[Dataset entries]
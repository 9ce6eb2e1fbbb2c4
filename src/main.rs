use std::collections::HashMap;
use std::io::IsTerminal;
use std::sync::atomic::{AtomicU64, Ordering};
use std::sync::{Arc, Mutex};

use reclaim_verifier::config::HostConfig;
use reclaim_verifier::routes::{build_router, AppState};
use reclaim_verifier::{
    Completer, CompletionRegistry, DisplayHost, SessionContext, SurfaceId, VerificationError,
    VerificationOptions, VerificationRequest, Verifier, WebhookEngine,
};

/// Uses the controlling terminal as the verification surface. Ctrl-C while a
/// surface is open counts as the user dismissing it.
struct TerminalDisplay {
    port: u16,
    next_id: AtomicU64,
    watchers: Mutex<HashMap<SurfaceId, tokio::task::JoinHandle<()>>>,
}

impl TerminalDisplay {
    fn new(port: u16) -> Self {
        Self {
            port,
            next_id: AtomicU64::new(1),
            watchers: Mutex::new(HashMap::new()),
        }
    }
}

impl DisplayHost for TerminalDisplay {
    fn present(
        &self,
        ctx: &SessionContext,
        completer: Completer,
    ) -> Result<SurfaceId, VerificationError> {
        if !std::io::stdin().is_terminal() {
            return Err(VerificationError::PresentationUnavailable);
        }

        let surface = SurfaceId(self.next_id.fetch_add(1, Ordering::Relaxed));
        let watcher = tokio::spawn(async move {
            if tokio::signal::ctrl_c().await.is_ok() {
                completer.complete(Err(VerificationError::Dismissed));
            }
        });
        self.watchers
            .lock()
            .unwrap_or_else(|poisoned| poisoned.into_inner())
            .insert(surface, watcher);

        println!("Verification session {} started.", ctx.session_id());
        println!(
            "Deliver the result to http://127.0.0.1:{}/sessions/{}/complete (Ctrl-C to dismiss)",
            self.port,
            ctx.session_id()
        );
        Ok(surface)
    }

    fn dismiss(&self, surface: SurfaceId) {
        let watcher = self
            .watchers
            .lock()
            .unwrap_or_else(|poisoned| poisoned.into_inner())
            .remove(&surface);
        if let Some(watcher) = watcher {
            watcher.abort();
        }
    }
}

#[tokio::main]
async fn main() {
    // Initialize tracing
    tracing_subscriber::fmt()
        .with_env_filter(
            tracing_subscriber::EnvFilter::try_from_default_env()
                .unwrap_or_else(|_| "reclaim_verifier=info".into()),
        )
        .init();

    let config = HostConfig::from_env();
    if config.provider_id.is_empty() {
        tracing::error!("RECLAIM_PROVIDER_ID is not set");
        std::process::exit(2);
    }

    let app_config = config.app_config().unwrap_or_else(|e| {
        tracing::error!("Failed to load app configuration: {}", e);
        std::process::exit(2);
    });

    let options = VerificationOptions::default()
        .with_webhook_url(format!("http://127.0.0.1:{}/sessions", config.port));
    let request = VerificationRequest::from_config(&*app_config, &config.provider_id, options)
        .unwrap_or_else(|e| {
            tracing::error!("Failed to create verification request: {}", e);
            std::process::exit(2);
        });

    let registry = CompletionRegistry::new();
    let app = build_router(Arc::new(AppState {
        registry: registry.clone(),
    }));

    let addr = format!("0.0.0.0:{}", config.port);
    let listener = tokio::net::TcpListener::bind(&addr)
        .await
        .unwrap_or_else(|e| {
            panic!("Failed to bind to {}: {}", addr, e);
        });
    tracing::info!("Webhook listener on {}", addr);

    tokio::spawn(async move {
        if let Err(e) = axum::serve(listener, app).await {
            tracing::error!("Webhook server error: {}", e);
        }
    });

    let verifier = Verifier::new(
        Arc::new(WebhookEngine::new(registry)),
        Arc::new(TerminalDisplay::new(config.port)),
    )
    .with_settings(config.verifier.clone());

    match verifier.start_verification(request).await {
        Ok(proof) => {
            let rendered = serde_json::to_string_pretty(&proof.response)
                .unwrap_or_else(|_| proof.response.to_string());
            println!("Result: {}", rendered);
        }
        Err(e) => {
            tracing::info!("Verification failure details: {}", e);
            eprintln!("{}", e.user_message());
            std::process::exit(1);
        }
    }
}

...

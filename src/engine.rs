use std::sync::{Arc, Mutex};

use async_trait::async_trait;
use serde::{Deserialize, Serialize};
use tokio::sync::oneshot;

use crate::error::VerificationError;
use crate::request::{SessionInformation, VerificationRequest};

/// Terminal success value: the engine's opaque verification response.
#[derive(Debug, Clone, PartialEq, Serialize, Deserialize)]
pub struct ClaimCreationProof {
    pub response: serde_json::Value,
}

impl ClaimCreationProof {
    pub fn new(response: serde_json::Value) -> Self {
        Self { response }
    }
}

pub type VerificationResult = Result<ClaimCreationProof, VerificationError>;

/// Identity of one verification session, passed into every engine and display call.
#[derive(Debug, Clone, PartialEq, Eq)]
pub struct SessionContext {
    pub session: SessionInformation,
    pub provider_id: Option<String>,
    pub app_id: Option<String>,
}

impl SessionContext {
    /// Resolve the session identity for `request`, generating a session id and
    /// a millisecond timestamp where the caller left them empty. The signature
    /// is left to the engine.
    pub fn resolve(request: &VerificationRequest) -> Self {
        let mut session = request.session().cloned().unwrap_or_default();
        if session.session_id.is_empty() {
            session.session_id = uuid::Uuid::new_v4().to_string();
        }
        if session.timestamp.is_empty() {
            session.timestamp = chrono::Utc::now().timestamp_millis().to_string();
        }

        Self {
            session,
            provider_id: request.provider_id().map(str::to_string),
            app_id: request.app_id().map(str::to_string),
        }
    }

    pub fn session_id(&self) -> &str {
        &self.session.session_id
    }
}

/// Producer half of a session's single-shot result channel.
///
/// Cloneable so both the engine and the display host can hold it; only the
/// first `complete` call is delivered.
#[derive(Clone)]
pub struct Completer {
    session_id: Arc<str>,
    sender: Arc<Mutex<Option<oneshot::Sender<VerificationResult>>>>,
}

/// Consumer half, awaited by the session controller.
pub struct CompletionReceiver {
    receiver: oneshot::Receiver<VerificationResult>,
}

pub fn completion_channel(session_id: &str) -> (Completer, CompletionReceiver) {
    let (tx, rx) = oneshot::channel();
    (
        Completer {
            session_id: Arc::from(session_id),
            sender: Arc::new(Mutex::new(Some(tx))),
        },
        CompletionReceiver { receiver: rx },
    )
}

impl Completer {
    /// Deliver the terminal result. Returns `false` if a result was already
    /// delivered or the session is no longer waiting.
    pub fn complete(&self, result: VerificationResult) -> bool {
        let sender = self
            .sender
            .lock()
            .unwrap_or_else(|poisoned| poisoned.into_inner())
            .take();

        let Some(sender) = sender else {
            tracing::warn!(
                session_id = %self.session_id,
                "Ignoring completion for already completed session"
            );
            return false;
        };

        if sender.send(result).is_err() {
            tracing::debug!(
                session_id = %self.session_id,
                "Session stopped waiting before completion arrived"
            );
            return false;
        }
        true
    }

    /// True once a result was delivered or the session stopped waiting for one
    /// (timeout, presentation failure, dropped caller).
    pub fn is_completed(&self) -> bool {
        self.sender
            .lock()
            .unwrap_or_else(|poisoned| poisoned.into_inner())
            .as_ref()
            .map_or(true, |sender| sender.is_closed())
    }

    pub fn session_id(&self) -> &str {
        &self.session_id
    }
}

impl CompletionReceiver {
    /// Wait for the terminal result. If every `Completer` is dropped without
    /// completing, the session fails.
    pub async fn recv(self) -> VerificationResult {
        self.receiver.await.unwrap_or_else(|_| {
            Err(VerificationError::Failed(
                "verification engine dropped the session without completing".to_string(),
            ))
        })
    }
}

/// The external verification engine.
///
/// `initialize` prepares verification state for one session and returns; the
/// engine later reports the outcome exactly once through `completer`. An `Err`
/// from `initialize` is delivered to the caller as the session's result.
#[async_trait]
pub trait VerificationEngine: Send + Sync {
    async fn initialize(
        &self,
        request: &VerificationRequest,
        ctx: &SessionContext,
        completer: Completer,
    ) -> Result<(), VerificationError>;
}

## About this task
Find the lines in the records that include the string "half", and reply with how many there are, nothing more.

## Reply to the task
2